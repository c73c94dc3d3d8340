// Keyward — Library root
//
// Credential lifecycle engine: classify the names in a `.env` file, push the
// secrets to remote secret stores, and rotate them on a policy.

pub mod alerts;
pub mod audit;
pub mod catalog;
pub mod classifier;
pub mod cli;
pub mod config;
pub mod context;
pub mod daemon;
pub mod enclave;
pub mod error;
pub mod gateway;
pub mod pattern;
pub mod retry;
pub mod rotation;
pub mod store;
pub mod sync;
pub mod watcher;

#[cfg(test)]
pub(crate) mod testing;

pub use error::{KeywardError, Result};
★ ★ ★
Only the lines from the one containing "pub mod classifier;" through the last line of the entries above should be copied, exactly as written.

pub mod classifier;
pub mod cli;
pub mod config;
pub mod context;
pub mod daemon;
pub mod enclave;
pub mod error;
pub mod gateway;
pub mod pattern;
pub mod retry;
pub mod rotation;
pub mod store;
pub mod sync;
pub mod watcher;

#[cfg(test)]
pub(crate) mod testing;

pub use error::{KeywardError, Result};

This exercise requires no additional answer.